1911 Encyclopædia Britannica/Edwards, Bela Bates
Edwards, Bela Bates (1802–1852), American man of letters, was born at Southampton, Massachusetts, on the 4th of July 1802. He graduated at Amherst College in 1824, was a tutor there in 1827–1828, graduated at Andover Theological Seminary in 1830, and was licensed to preach. From 1828 to 1833 he was assistant secretary of the American Education Society (organized in Boston in 1815 to assist students for the ministry), and from 1828 to 1842 was editor of the society’s organ, which after 1831 was called the American Quarterly Register.
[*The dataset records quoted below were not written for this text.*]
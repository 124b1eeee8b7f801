//! # jalaali
//!
//! Conversion between the Jalaali (Persian) solar calendar and the proleptic
//! Gregorian calendar.
//!
//! Every conversion pivots through a Julian Day Number (JDN):
//!
//! ```text
//! (gy, gm, gd) --g2d--> JDN --d2j--> (jy, jm, jd)
//! (gy, gm, gd) <--d2g-- JDN <--j2d-- (jy, jm, jd)
//! ```
//!
//! Jalaali leap years follow an empirically observed, nearly 33-year cycle
//! whose irregularities are captured by the [`BREAKS`] table; [`jal_cal`]
//! locates a year within it. Supported Jalaali years are
//! [`MIN_JALAALI_YEAR`]`..=`[`MAX_JALAALI_YEAR`].
//!
//! ## Quick Start
//!
//! ```
//! use jalaali::{to_gregorian, to_jalaali, GregorianDate, JalaaliDate};
//!
//! let j = to_jalaali(2025, 11, 15).unwrap();
//! assert_eq!(j, JalaaliDate { jy: 1404, jm: 8, jd: 24 });
//!
//! let g = to_gregorian(1404, 8, 24).unwrap();
//! assert_eq!(g, GregorianDate { gy: 2025, gm: 11, gd: 15 });
//!
//! assert!(jalaali::is_leap_jalaali_year(1403).unwrap());
//! assert_eq!(jalaali::jalaali_month_length(1404, 12).unwrap(), 29);
//! ```

mod calendar;
mod consts;
mod datetime;
mod julian;
mod math;
mod prelude;
mod types;
mod week;

pub use calendar::{JalCalResult, NewYear, jal_cal, jal_cal_without_leap};
pub use consts::*;
pub use datetime::{jalaali_to_date_time, jalaali_to_date_time_hms_milli, to_jalaali_from};
pub use julian::{d2g, d2j, g2d, j2d};
pub use types::{GregorianDate, JalaaliDate, ParseError};
pub use week::{JalaaliWeek, WeekError, jalaali_week};

use tracing::debug;

/// Error type for calendar computations.
#[derive(Debug, Clone, PartialEq, Eq, thiserror::Error)]
pub enum JalaaliError {
    /// Jalaali year outside the break-point table.
    #[error("Invalid Jalaali year {year}")]
    InvalidYear { year: i32 },

    /// A Gregorian year was given without its month or day.
    #[error("Gregorian month and Gregorian day are required")]
    MissingMonthOrDay,

    /// The break-point table has no entries.
    #[error("break-point table cannot be empty")]
    EmptyBreakTable,

    /// Month outside 1..=12.
    #[error("Invalid month: {month} (must be 1-12)")]
    InvalidMonth { month: i32 },

    /// Time of day out of range.
    #[error("Invalid time: {hour:02}:{minute:02}:{second:02}.{millisecond:03}")]
    InvalidTime {
        hour:        u32,
        minute:      u32,
        second:      u32,
        millisecond: u32,
    },

    /// Gregorian date outside the range `chrono` can represent.
    #[error("Date {year}-{month:02}-{day:02} cannot be represented as a date-time")]
    DateTimeOutOfRange { year: i32, month: i32, day: i32 },

    /// Date whose Julian Day Number does not fit in `i32`.
    #[error("Date {year}-{month:02}-{day:02} is outside the Julian Day Number range")]
    JdnOutOfRange { year: i32, month: i32, day: i32 },
}

/// Converts a Gregorian date to a Jalaali date.
///
/// # Errors
/// Returns `JalaaliError::InvalidYear` if the date maps outside the supported
/// range and `JalaaliError::JdnOutOfRange` if its day count overflows `i32`.
///
/// # Example
///
/// ```
/// use jalaali::{to_jalaali, JalaaliDate};
///
/// assert_eq!(to_jalaali(2025, 11, 15).unwrap(), JalaaliDate { jy: 1404, jm: 8, jd: 24 });
/// ```
pub fn to_jalaali(gy: i32, gm: i32, gd: i32) -> Result<JalaaliDate, JalaaliError> {
    d2j(g2d(gy, gm, gd)?)
}

/// Converts Gregorian columns where month and day may be absent.
///
/// A month or day of 0 counts as absent.
///
/// # Errors
/// Returns `JalaaliError::MissingMonthOrDay` unless both month and day are
/// present and non-zero, then the errors of [`to_jalaali`].
pub fn to_jalaali_from_columns(
    gy: i32,
    gm: Option<i32>,
    gd: Option<i32>,
) -> Result<JalaaliDate, JalaaliError> {
    match (gm, gd) {
        (Some(gm), Some(gd)) if gm != 0 && gd != 0 => to_jalaali(gy, gm, gd),
        _ => {
            debug!(gy, ?gm, ?gd, "Gregorian conversion without month or day");
            Err(JalaaliError::MissingMonthOrDay)
        },
    }
}

/// Converts a Jalaali date to a Gregorian date.
///
/// # Errors
/// Returns `JalaaliError::InvalidYear` if `jy` is outside the supported range.
pub fn to_gregorian(jy: i32, jm: i32, jd: i32) -> Result<GregorianDate, JalaaliError> {
    Ok(d2g(j2d(jy, jm, jd)?))
}

/// Checks whether the given Jalaali date is valid.
///
/// # Example
///
/// ```
/// assert!(jalaali::is_valid_jalaali_date(1404, 8, 24));
/// assert!(!jalaali::is_valid_jalaali_date(1404, 13, 1));
/// assert!(!jalaali::is_valid_jalaali_date(5000, 1, 1));
/// ```
pub fn is_valid_jalaali_date(jy: i32, jm: i32, jd: i32) -> bool {
    (MIN_JALAALI_YEAR..=MAX_JALAALI_YEAR).contains(&jy)
        && (FARVARDIN..=ESFAND).contains(&jm)
        && jalaali_month_length(jy, jm).is_ok_and(|len| (MIN_DAY..=len).contains(&jd))
}

/// Checks whether a Jalaali year is leap (366 days).
///
/// # Errors
/// Returns `JalaaliError::InvalidYear` if `jy` is outside the supported range.
pub fn is_leap_jalaali_year(jy: i32) -> Result<bool, JalaaliError> {
    Ok(calendar::STANDARD.leap(jy)? == 0)
}

/// Returns the number of days in a Jalaali month.
///
/// # Errors
/// Returns `JalaaliError::InvalidMonth` for a month outside 1..=12 and
/// `JalaaliError::InvalidYear` when Esfand's length is asked of a year outside
/// the supported range.
pub fn jalaali_month_length(jy: i32, jm: i32) -> Result<i32, JalaaliError> {
    match jm {
        FARVARDIN..=SHAHRIVAR => Ok(FIRST_HALF_MONTH_DAYS),
        MEHR..=BAHMAN => Ok(SECOND_HALF_MONTH_DAYS),
        ESFAND if is_leap_jalaali_year(jy)? => Ok(ESFAND_DAYS_LEAP),
        ESFAND => Ok(ESFAND_DAYS),
        _ => Err(JalaaliError::InvalidMonth { month: jm }),
    }
}

#[cfg(test)]
mod tests {
    use super::*;

    #[test]
    fn test_to_jalaali() {
        assert_eq!(
            to_jalaali(2025, 11, 15).unwrap(),
            JalaaliDate { jy: 1404, jm: 8, jd: 24 }
        );
        assert_eq!(
            to_jalaali(2025, 3, 21).unwrap(),
            JalaaliDate { jy: 1404, jm: 1, jd: 1 }
        );
        assert_eq!(
            to_jalaali(1979, 2, 11).unwrap(),
            JalaaliDate { jy: 1357, jm: 11, jd: 22 }
        );
    }

    #[test]
    fn test_to_gregorian() {
        assert_eq!(
            to_gregorian(1404, 8, 24).unwrap(),
            GregorianDate { gy: 2025, gm: 11, gd: 15 }
        );
        assert_eq!(
            to_gregorian(1403, 12, 30).unwrap(),
            GregorianDate { gy: 2025, gm: 3, gd: 20 }
        );
        assert_eq!(
            to_gregorian(1399, 12, 30).unwrap(),
            GregorianDate { gy: 2021, gm: 3, gd: 20 }
        );
    }

    #[test]
    fn test_reversible() {
        let g = GregorianDate { gy: 2025, gm: 11, gd: 15 };
        let j = to_jalaali(g.gy, g.gm, g.gd).unwrap();
        assert_eq!(to_gregorian(j.jy, j.jm, j.jd).unwrap(), g);
    }

    #[test]
    fn test_to_jalaali_from_columns() {
        assert_eq!(
            to_jalaali_from_columns(2025, Some(11), Some(15)).unwrap(),
            JalaaliDate { jy: 1404, jm: 8, jd: 24 }
        );
        assert_eq!(
            to_jalaali_from_columns(2025, None, None),
            Err(JalaaliError::MissingMonthOrDay)
        );
        assert_eq!(
            to_jalaali_from_columns(2025, Some(11), None),
            Err(JalaaliError::MissingMonthOrDay)
        );
        assert_eq!(
            to_jalaali_from_columns(2025, None, Some(15)),
            Err(JalaaliError::MissingMonthOrDay)
        );
    }

    #[test]
    fn test_to_jalaali_from_columns_zero_is_missing() {
        assert_eq!(
            to_jalaali_from_columns(2025, Some(0), Some(15)),
            Err(JalaaliError::MissingMonthOrDay)
        );
        assert_eq!(
            to_jalaali_from_columns(2025, Some(11), Some(0)),
            Err(JalaaliError::MissingMonthOrDay)
        );
        assert_eq!(
            to_jalaali_from_columns(2025, Some(0), Some(0)),
            Err(JalaaliError::MissingMonthOrDay)
        );
    }

    #[test]
    fn test_conversion_errors() {
        assert_eq!(
            to_gregorian(4000, 1, 1),
            Err(JalaaliError::InvalidYear { year: 4000 })
        );
        assert_eq!(
            to_jalaali(5000, 1, 1),
            Err(JalaaliError::InvalidYear { year: 4379 })
        );
    }

    #[test]
    fn test_far_future_dates_are_errors() {
        assert_eq!(
            to_jalaali(2_000_000, 1, 1),
            Err(JalaaliError::InvalidYear { year: 1_999_379 })
        );
        assert_eq!(
            to_jalaali(i32::MAX, 1, 1),
            Err(JalaaliError::JdnOutOfRange { year: i32::MAX, month: 1, day: 1 })
        );
        assert_eq!(
            to_gregorian(1404, 8, i32::MAX),
            Err(JalaaliError::JdnOutOfRange { year: 1404, month: 8, day: i32::MAX })
        );
        assert!(!is_valid_jalaali_date(1404, 8, i32::MAX));
    }

    #[test]
    fn test_is_valid_jalaali_date() {
        assert!(is_valid_jalaali_date(1404, 8, 24));
        assert!(is_valid_jalaali_date(1403, 12, 30));
        assert!(is_valid_jalaali_date(-61, 1, 1));
        assert!(is_valid_jalaali_date(3177, 12, 29));

        assert!(!is_valid_jalaali_date(1404, 13, 1));
        assert!(!is_valid_jalaali_date(1404, 0, 1));
        assert!(!is_valid_jalaali_date(5000, 1, 1));
        assert!(!is_valid_jalaali_date(-62, 1, 1));
        assert!(!is_valid_jalaali_date(3178, 1, 1));
        assert!(!is_valid_jalaali_date(1404, 12, 30));
        assert!(!is_valid_jalaali_date(1404, 7, 31));
        assert!(!is_valid_jalaali_date(1404, 1, 0));
        assert!(!is_valid_jalaali_date(1404, 1, 32));
    }

    #[test]
    fn test_is_leap_jalaali_year() {
        assert!(!is_leap_jalaali_year(1404).unwrap());
        assert!(is_leap_jalaali_year(1403).unwrap());
        assert!(is_leap_jalaali_year(1399).unwrap());
        assert!(is_leap_jalaali_year(1408).unwrap());
        assert_eq!(
            is_leap_jalaali_year(3178),
            Err(JalaaliError::InvalidYear { year: 3178 })
        );
    }

    #[test]
    fn test_jalaali_month_length() {
        assert_eq!(jalaali_month_length(1404, 1).unwrap(), 31);
        assert_eq!(jalaali_month_length(1404, 6).unwrap(), 31);
        assert_eq!(jalaali_month_length(1404, 7).unwrap(), 30);
        assert_eq!(jalaali_month_length(1404, 11).unwrap(), 30);
        assert_eq!(jalaali_month_length(1404, 12).unwrap(), 29);
        assert_eq!(jalaali_month_length(1403, 12).unwrap(), 30);
        assert_eq!(
            jalaali_month_length(1404, 13),
            Err(JalaaliError::InvalidMonth { month: 13 })
        );
        assert_eq!(
            jalaali_month_length(1404, 0),
            Err(JalaaliError::InvalidMonth { month: 0 })
        );
        // Fixed-length months never consult the year.
        assert_eq!(jalaali_month_length(9999, 3).unwrap(), 31);
    }

    #[test]
    fn test_month_length_bounds_every_year() {
        for jy in MIN_JALAALI_YEAR..=MAX_JALAALI_YEAR {
            let leap = is_leap_jalaali_year(jy).unwrap();
            for jm in 1..=12 {
                let len = jalaali_month_length(jy, jm).unwrap();
                let expected = match jm {
                    1..=6 => 31,
                    7..=11 => 30,
                    _ if leap => 30,
                    _ => 29,
                };
                assert_eq!(len, expected, "{jy}-{jm:02}");
            }
            assert_eq!(leap, jalaali_month_length(jy, 12).unwrap() == 30, "year {jy}");
        }
    }

    #[test]
    fn test_error_messages() {
        assert_eq!(
            JalaaliError::InvalidYear { year: -100 }.to_string(),
            "Invalid Jalaali year -100"
        );
        assert_eq!(
            JalaaliError::MissingMonthOrDay.to_string(),
            "Gregorian month and Gregorian day are required"
        );
        assert_eq!(
            JalaaliError::EmptyBreakTable.to_string(),
            "break-point table cannot be empty"
        );
        assert_eq!(
            JalaaliError::InvalidMonth { month: 13 }.to_string(),
            "Invalid month: 13 (must be 1-12)"
        );
        assert_eq!(
            JalaaliError::InvalidTime {
                hour:        25,
                minute:      0,
                second:      7,
                millisecond: 5,
            }
            .to_string(),
            "Invalid time: 25:00:07.005"
        );
        assert_eq!(
            JalaaliError::JdnOutOfRange { year: 5_874_898, month: 6, day: 4 }.to_string(),
            "Date 5874898-06-04 is outside the Julian Day Number range"
        );
    }

    #[test]
    fn test_error_is_send_and_sync() {
        fn assert_impl<T: Send + Sync + std::error::Error>() {}
        assert_impl::<JalaaliError>();
        assert_impl::<ParseError>();
        assert_impl::<WeekError>();
    }

    #[test]
    fn test_constants() {
        assert_eq!(MIN_JALAALI_YEAR, -61);
        assert_eq!(MAX_JALAALI_YEAR, 3177);
        assert!(BREAKS.windows(2).all(|w| w[0] < w[1]), "break table must be ascending");
    }
}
He also founded (in 1833) and edited the American Quarterly Observer; in 1836–1841 edited the Biblical Repository (after 1837 called the American Biblical Repository) with which the Observer was merged in 1835; and was editor-in-chief of the Bibliotheca Sacra from 1844 to 1851. In 1837 he became professor of Hebrew at Andover, and from 1848 until his death was associate professor of sacred literature there. He died at Athens, Georgia, on the 20th of April 1852. Among his numerous publications were A Missionary Gazetteer (1832), A Biography of Self-Taught Men (1832), a once widely known Eclectic Reader (1835), a translation, with Samuel Harvey Taylor (1807–1871), of Kühner’s Schulgrammatik der Griechischen Sprache and Classical Studies (1844), essays in ancient literature and art written in collaboration with Barnas Sears and C. C. Felton.
Edwards’ Addresses and Sermons, with a memoir by Rev. Edwards A. Park, were published in two volumes at Boston in 1853.